3)持続可能なエネルギー需給構造に裏打ちされた社会を実現するための鍵となるエネルギー技術について、2100年までの長期的視野から、地球的規模で将来顕在化することが懸念される資源制約、環境制約を乗り越えるために求められる技術の姿を描き出した。
4)これには、①リスク増大の連鎖を断ち切る技術、②制約克服のための連鎖から脱却する技術、③エネルギー需要に係る連鎖を断ち切る技術、が必要となる。
5)技術は下記の3つの極端なケースに分けてそれぞれの特徴を考察した。
ケースA:石炭等の化石資源とCO2回収・隔離の最大利用ケース
ケースB:原子力の最大利用ケース
ケースC:再生可能エネルギーの最大利用と究極の省エネルギー実施ケース
実際には上記の3つのケースが融合した社会がイメージされるが、各ケースの評価、組み合わせは今後の情勢等によって変わり得るものであり、技術的な備えとしては、将来の各時点における社会経済情勢、技術の進展状況等を見つつそれぞれの開発を進めてゆくことが重要である。
6)超長期エネルギー技術戦略として、下記のような方向で各種ロードマップを描いた。
産業分野のロードマップ (5.これからの絵姿 でも紹介)
民生分野のロードマップ ― 省エネ及びエネルギーマネージメントにより自立化
転換分野のロードマップ ― ゼロ・エミッション・エネルギー供給
運輸分野のロードマップ ― 自動車はゼロ・エミッション化
5.これからの絵姿
1)応用化学科の松方教授、関根教授も参画した、内閣府「ボトルネック課題研究会」;CO2利用に当たってのボトルネック課題及び研究開発の方向性 において、「エネルギーレベルの低いCO2から上記中間物質を合成するためには水素源及びエネルギー源としての「水素」が必要」との方向性が示された。

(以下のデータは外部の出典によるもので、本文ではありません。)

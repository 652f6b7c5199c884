//! Porter stemming algorithm implementation.
//!
//! The Porter stemmer applies a series of rewrite rules in five steps:
//! 1. Plurals and -ed/-ing suffixes, terminal y → i
//! 2. -ational → -ate, -tional → -tion, etc.
//! 3. -icate → -ic, -ative → "", etc.
//! 4. Remove -al, -ance, -ence, etc.
//! 5. Remove final -e and -ll
//!
//! Words are lowercased first. Words of two letters or fewer, and words
//! containing non-ASCII-letter characters, are returned lowercased but
//! otherwise untouched.
//!
//! # Examples
//!
//! ```
//! use narrative::analysis::token_filter::stem::Stemmer;
//! use narrative::analysis::token_filter::stem::porter::PorterStemmer;
//!
//! let stemmer = PorterStemmer::new();
//!
//! assert_eq!(stemmer.stem("running"), "run");
//! assert_eq!(stemmer.stem("flies"), "fli");
//! assert_eq!(stemmer.stem("relational"), "relat");
//! ```

use crate::analysis::token_filter::stem::Stemmer;

const STEP2_RULES: &[(&str, &str)] = &[
    ("ational", "ate"),
    ("tional", "tion"),
    ("enci", "ence"),
    ("anci", "ance"),
    ("izer", "ize"),
    ("abli", "able"),
    ("alli", "al"),
    ("entli", "ent"),
    ("eli", "e"),
    ("ousli", "ous"),
    ("ization", "ize"),
    ("ation", "ate"),
    ("ator", "ate"),
    ("alism", "al"),
    ("iveness", "ive"),
    ("fulness", "ful"),
    ("ousness", "ous"),
    ("aliti", "al"),
    ("iviti", "ive"),
    ("biliti", "ble"),
];

const STEP3_RULES: &[(&str, &str)] = &[
    ("icate", "ic"),
    ("ative", ""),
    ("alize", "al"),
    ("iciti", "ic"),
    ("ical", "ic"),
    ("ful", ""),
    ("ness", ""),
];

const STEP4_SUFFIXES: &[&str] = &[
    "al", "ance", "ence", "er", "ic", "able", "ible", "ant", "ement", "ment", "ent", "ion", "ou",
    "ism", "ate", "iti", "ous", "ive", "ize",
];

/// Porter stemming algorithm implementation.
#[derive(Debug, Clone, Copy, Default)]
pub struct PorterStemmer;

impl PorterStemmer {
    /// Create a new Porter stemmer.
    pub fn new() -> Self {
        PorterStemmer
    }

    /// Flag every letter of `word` as consonant (`true`) or vowel.
    ///
    /// `y` is a consonant at the start of a word or after a vowel, so one
    /// left-to-right pass settles each position from the one before it.
    fn consonants(word: &[u8]) -> Vec<bool> {
        let mut mask: Vec<bool> = Vec::with_capacity(word.len());
        for (pos, &letter) in word.iter().enumerate() {
            let consonant = match letter {
                b'a' | b'e' | b'i' | b'o' | b'u' => false,
                b'y' => pos == 0 || !mask[pos - 1],
                _ => true,
            };
            mask.push(consonant);
        }
        mask
    }

    /// Calculate the measure of a word (number of VC sequences).
    fn measure(word: &[u8]) -> usize {
        let mask = Self::consonants(word);
        let first_vowel = mask.iter().position(|&c| !c).unwrap_or(mask.len());
        mask[first_vowel..]
            .windows(2)
            .filter(|pair| !pair[0] && pair[1])
            .count()
    }

    fn contains_vowel(word: &[u8]) -> bool {
        Self::consonants(word).iter().any(|&c| !c)
    }

    fn ends_with_double_consonant(word: &[u8]) -> bool {
        let len = word.len();
        len >= 2 && word[len - 1] == word[len - 2] && Self::consonants(word)[len - 1]
    }

    /// Check if word ends consonant-vowel-consonant, the last not w, x or y.
    fn ends_cvc(word: &[u8]) -> bool {
        let len = word.len();
        if len < 3 || matches!(word[len - 1], b'w' | b'x' | b'y') {
            return false;
        }
        let mask = Self::consonants(word);
        mask[len - 3] && !mask[len - 2] && mask[len - 1]
    }

    fn stem_of<'a>(word: &'a [u8], suffix: &str) -> Option<&'a [u8]> {
        word.strip_suffix(suffix.as_bytes())
    }

    fn replace(stem: &[u8], replacement: &str) -> Vec<u8> {
        let mut out = stem.to_vec();
        out.extend_from_slice(replacement.as_bytes());
        out
    }

    fn step1a(word: Vec<u8>) -> Vec<u8> {
        if let Some(stem) = Self::stem_of(&word, "sses") {
            Self::replace(stem, "ss")
        } else if let Some(stem) = Self::stem_of(&word, "ies") {
            Self::replace(stem, "i")
        } else if word.ends_with(b"ss") {
            word
        } else if let Some(stem) = Self::stem_of(&word, "s") {
            stem.to_vec()
        } else {
            word
        }
    }

    fn step1b(word: Vec<u8>) -> Vec<u8> {
        if let Some(stem) = Self::stem_of(&word, "eed") {
            return if Self::measure(stem) > 0 {
                Self::replace(stem, "ee")
            } else {
                word
            };
        }

        let stripped = ["ed", "ing"].iter().find_map(|suffix| {
            Self::stem_of(&word, suffix).filter(|stem| Self::contains_vowel(stem))
        });

        let Some(stem) = stripped else {
            return word;
        };

        if stem.ends_with(b"at") || stem.ends_with(b"bl") || stem.ends_with(b"iz") {
            Self::replace(stem, "e")
        } else if Self::ends_with_double_consonant(stem)
            && !matches!(stem[stem.len() - 1], b'l' | b's' | b'z')
        {
            stem[..stem.len() - 1].to_vec()
        } else if Self::measure(stem) == 1 && Self::ends_cvc(stem) {
            Self::replace(stem, "e")
        } else {
            stem.to_vec()
        }
    }

    fn step1c(word: Vec<u8>) -> Vec<u8> {
        match Self::stem_of(&word, "y") {
            Some(stem) if Self::contains_vowel(stem) => Self::replace(stem, "i"),
            _ => word,
        }
    }

    /// Apply the first rule whose suffix matches, if the stem measure allows.
    fn apply_rules(word: Vec<u8>, rules: &[(&str, &str)]) -> Vec<u8> {
        for (suffix, replacement) in rules {
            if let Some(stem) = Self::stem_of(&word, suffix) {
                return if Self::measure(stem) > 0 {
                    Self::replace(stem, replacement)
                } else {
                    word
                };
            }
        }
        word
    }

    fn step4(word: Vec<u8>) -> Vec<u8> {
        for suffix in STEP4_SUFFIXES {
            if let Some(stem) = Self::stem_of(&word, suffix) {
                let allowed = *suffix != "ion" || stem.ends_with(b"s") || stem.ends_with(b"t");
                return if allowed && Self::measure(stem) > 1 {
                    stem.to_vec()
                } else {
                    word
                };
            }
        }
        word
    }

    fn step5(word: Vec<u8>) -> Vec<u8> {
        let word = match Self::stem_of(&word, "e") {
            Some(stem) => {
                let m = Self::measure(stem);
                if m > 1 || (m == 1 && !Self::ends_cvc(stem)) {
                    stem.to_vec()
                } else {
                    word
                }
            }
            None => word,
        };

        if word.ends_with(b"ll") && Self::measure(&word) > 1 {
            word[..word.len() - 1].to_vec()
        } else {
            word
        }
    }
}

impl Stemmer for PorterStemmer {
    fn stem(&self, word: &str) -> String {
        let word = word.to_lowercase();
        if word.len() <= 2 || !word.bytes().all(|b| b.is_ascii_lowercase()) {
            return word;
        }

        let bytes = word.into_bytes();
        let bytes = Self::step1a(bytes);
        let bytes = Self::step1b(bytes);
        let bytes = Self::step1c(bytes);
        let bytes = Self::apply_rules(bytes, STEP2_RULES);
        let bytes = Self::apply_rules(bytes, STEP3_RULES);
        let bytes = Self::step4(bytes);
        let bytes = Self::step5(bytes);

        // Only ASCII letters ever enter or leave the steps above.
        String::from_utf8(bytes).unwrap_or_default()
    }

    fn name(&self) -> &'static str {
        "porter"
    }
}
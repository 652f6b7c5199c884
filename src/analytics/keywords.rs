//! Term frequency ranking.
//!
//! Counts are exact. Ties keep the order in which terms first appear in the
//! text, so the ranking is fully determined by the input.
//!
//! # Examples
//!
//! ```
//! use narrative::analytics::keywords::KeywordRanker;
//!
//! let ranked = KeywordRanker::new().top_keywords("the cat the dog the cat", 2);
//! let pairs: Vec<(&str, usize)> = ranked.iter().map(|k| (k.token.as_str(), k.count)).collect();
//! assert_eq!(pairs, vec![("the", 3), ("cat", 2)]);
//! ```

use ahash::AHashMap;
use log::debug;
use serde::{Deserialize, Serialize};

/// A term and the number of times it occurs.
#[derive(Clone, Debug, PartialEq, Eq, Serialize, Deserialize)]
pub struct KeywordFrequency {
    pub token: String,
    pub count: usize,
}

impl KeywordFrequency {
    pub fn new<S: Into<String>>(token: S, count: usize) -> Self {
        KeywordFrequency {
            token: token.into(),
            count,
        }
    }
}

/// Ranks lowercase whitespace-delimited terms by frequency.
#[derive(Clone, Debug, Default)]
pub struct KeywordRanker;

impl KeywordRanker {
    pub fn new() -> Self {
        KeywordRanker
    }

    /// Count every term, in first-seen order.
    pub fn frequencies(&self, text: &str) -> Vec<KeywordFrequency> {
        let lowered = text.to_lowercase();
        let mut index: AHashMap<&str, usize> = AHashMap::new();
        let mut counts: Vec<KeywordFrequency> = Vec::new();

        for term in lowered.split_whitespace() {
            match index.get(term) {
                Some(&slot) => counts[slot].count += 1,
                None => {
                    index.insert(term, counts.len());
                    counts.push(KeywordFrequency::new(term, 1));
                }
            }
        }

        counts
    }

    /// The `top_n` most frequent terms, by descending count.
    pub fn top_keywords(&self, text: &str, top_n: usize) -> Vec<KeywordFrequency> {
        let mut counts = self.frequencies(text);
        debug!("ranking {} distinct terms", counts.len());

        // Stable sort keeps first-seen order among equal counts.
        counts.sort_by(|a, b| b.count.cmp(&a.count));
        counts.truncate(top_n);
        counts
    }
}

2)シンクタンクから見て、化学分野で行うべき項目について、下記の2つを指摘したい。
①高付加価値製品を産み出す(素材の高機能、高性能、高強度化)
②サステイナブル・カーボン・サイクル(資源循環、物質再生、CO2有効利用)
<質疑応答>
講演終了後、聴講者からの質問を受け付け、2名から質問があった。
[質問者1] 今まで経験してきた業務に関し、その発端となったのはシンクタンクとしての自発的な方針からか、あるいは何らかの要請を受けてのものなのか、との問いに対し、その両方があったとの回答が講師からあった。
[質問者2(野田教授)] プレゼン資料のP.62に記載されたグラフに関し、一次エネルギーと二次エネルギーの観点から講師との間で質疑応答がなされた。
<パネルディスカッション>
パネルディスカッション
学生主催のパネルディスカッションの内容については、学生委員会のページに掲載されています。下のボタンをクリックしてご参照ください。
<懇親会>
パネルディスカッションの後、会場を63号館1階ロームスクエアに移して懇親会を開催した。(懇親会参加者;教員・OB/OG・講演会関係者31名、学生33名、合計64名)
安達交流委員の司会のもと、応用化学会西出会長の挨拶と乾杯のご発声の後、懇親会が始まった。
交流会講演会後の懇親会では毎回見かける光景であるが、講師を囲んで、あるいはシニアOB/OG、現役OB/OG、教員、及び学生が入り混じっての懇談の輪が会場のあちこちに開いて、盛大な懇親会となった。会場内の学生の中には就職先がコンサル系の会社に内定し、その関係で今回の講演会に興味を持ち、参加したと言う人がおり、主催者側としても今回の講演会を開催した意義を感じ取ることが出来た。また、都合により講演会には参加不可であったが懇親会には参加出来て懇談の輪に入り、後片付け等を手伝ってくれた学生もおり、止むを得ない事情があればこうした学生も参加可であり歓迎したい。
関谷交流副委員長の中締めと閉会の挨拶の後、神守次期学生委員長の一本締めにて解散となった。